Sedation and Analgesic Considerations for Gastrointestinal Procedures

2021 
Gastrointestinal (GI) procedures are performed in various settings and are important for prevention and treatment of various disease states. For many years, these procedures were commonly performed with a combination of opioids and benzodiazepines. However, in recent years, there has been a significant shift to propofol, allowing for both moderate and deep sedation. Propofol has been popular with patients and has sedative effects with no known antidote. Baseline vital signs, physical examination, and past medical history are always required for any patient who is to receive anesthesia. Further, sedation involving propofol requires airway expertise, since its delivery can result in hypoxia and respiratory depression. Of note, standard monitoring nationwide requires temperature, blood pressure, electrocardiogram, pulse oximetry, and quantitative continuous end tidal CO2 monitoring. Given that many GI procedures are performed in the lateral and prone positions, it is essential for safety to utilize all five standards monitors to provide safe anesthesia for these patients. While midazolam and fentanyl remain popular for many patients needing moderate sedation, a deeper level of sedation is most typically achieved with propofol related to increased patient satisfaction and ideal pharmacokinetics.
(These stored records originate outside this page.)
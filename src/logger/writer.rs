//! Access log writer module
//!
//! Provides thread-safe access log writing to a file or stdout.
//! Diagnostics go through `tracing`; only the access log uses this writer.

use std::fs::{File, OpenOptions};
use std::io::{self, Write};
use std::path::Path;
use std::sync::{Mutex, OnceLock};

/// Global access log writer instance
static LOG_WRITER: OnceLock<LogWriter> = OnceLock::new();

/// Log output target
enum LogTarget {
    Stdout,
    File(Mutex<File>),
}

/// Thread-safe access log writer
pub struct LogWriter {
    target: LogTarget,
}

impl LogWriter {
    fn new(access_log_file: Option<&str>) -> io::Result<Self> {
        let target = match access_log_file {
            Some(path) => LogTarget::File(Mutex::new(open_log_file(path)?)),
            None => LogTarget::Stdout,
        };
        Ok(Self { target })
    }

    pub fn write_access(&self, message: &str) {
        match &self.target {
            LogTarget::Stdout => println!("{message}"),
            LogTarget::File(file) => {
                if let Ok(mut f) = file.lock() {
                    let _ = writeln!(f, "{message}");
                }
            }
        }
    }
}

/// Open or create a log file for appending
fn open_log_file(path: &str) -> io::Result<File> {
    if let Some(parent) = Path::new(path).parent() {
        if !parent.as_os_str().is_empty() {
            std::fs::create_dir_all(parent)?;
        }
    }

    OpenOptions::new().create(true).append(true).open(path)
}

/// Initialize the global access log writer
///
/// Returns error if the log file cannot be opened or the writer is already set.
pub fn init(access_log_file: Option<&str>) -> io::Result<()> {
    let writer = LogWriter::new(access_log_file)?;
    LOG_WRITER.set(writer).map_err(|_| {
        io::Error::new(
            io::ErrorKind::AlreadyExists,
            "Log writer already initialized",
        )
    })
}

/// Get the global access log writer, if initialized
pub fn get() -> Option<&'static LogWriter> {
    LOG_WRITER.get()
}

#[cfg(test)]
mod tests {
    use super::*;

    #[test]
    fn test_file_target_appends_lines() {
        let dir = tempfile::tempdir().unwrap();
        let path = dir.path().join("logs/access.log");
        let path_str = path.to_str().unwrap();

        let writer = LogWriter::new(Some(path_str)).unwrap();
        writer.write_access("first");
        writer.write_access("second");

        let again = LogWriter::new(Some(path_str)).unwrap();
        again.write_access("third");

        let content = std::fs::read_to_string(&path).unwrap();
        assert_eq!(content, "first\nsecond\nthird\n");
    }

    #[test]
    fn test_stdout_target() {
        let writer = LogWriter::new(None).unwrap();
        assert!(matches!(writer.target, LogTarget::Stdout));
    }
}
New anesthetic agents such as the alpha-2 agonist dexmedetomidine are being evaluated to aid GI sedation. To reduce potential adverse events during GI procedural anesthesia, anesthesiology services are recommended for most patients and particularly in high-risk populations requiring deep sedation. In summary, the strongest emphasis should be placed on utilization of ASA standard monitors for all patients undergoing GI procedures. Continuous quantitative end tidal CO2 monitoring must be employed for safe delivery of sedation for any GI procedure.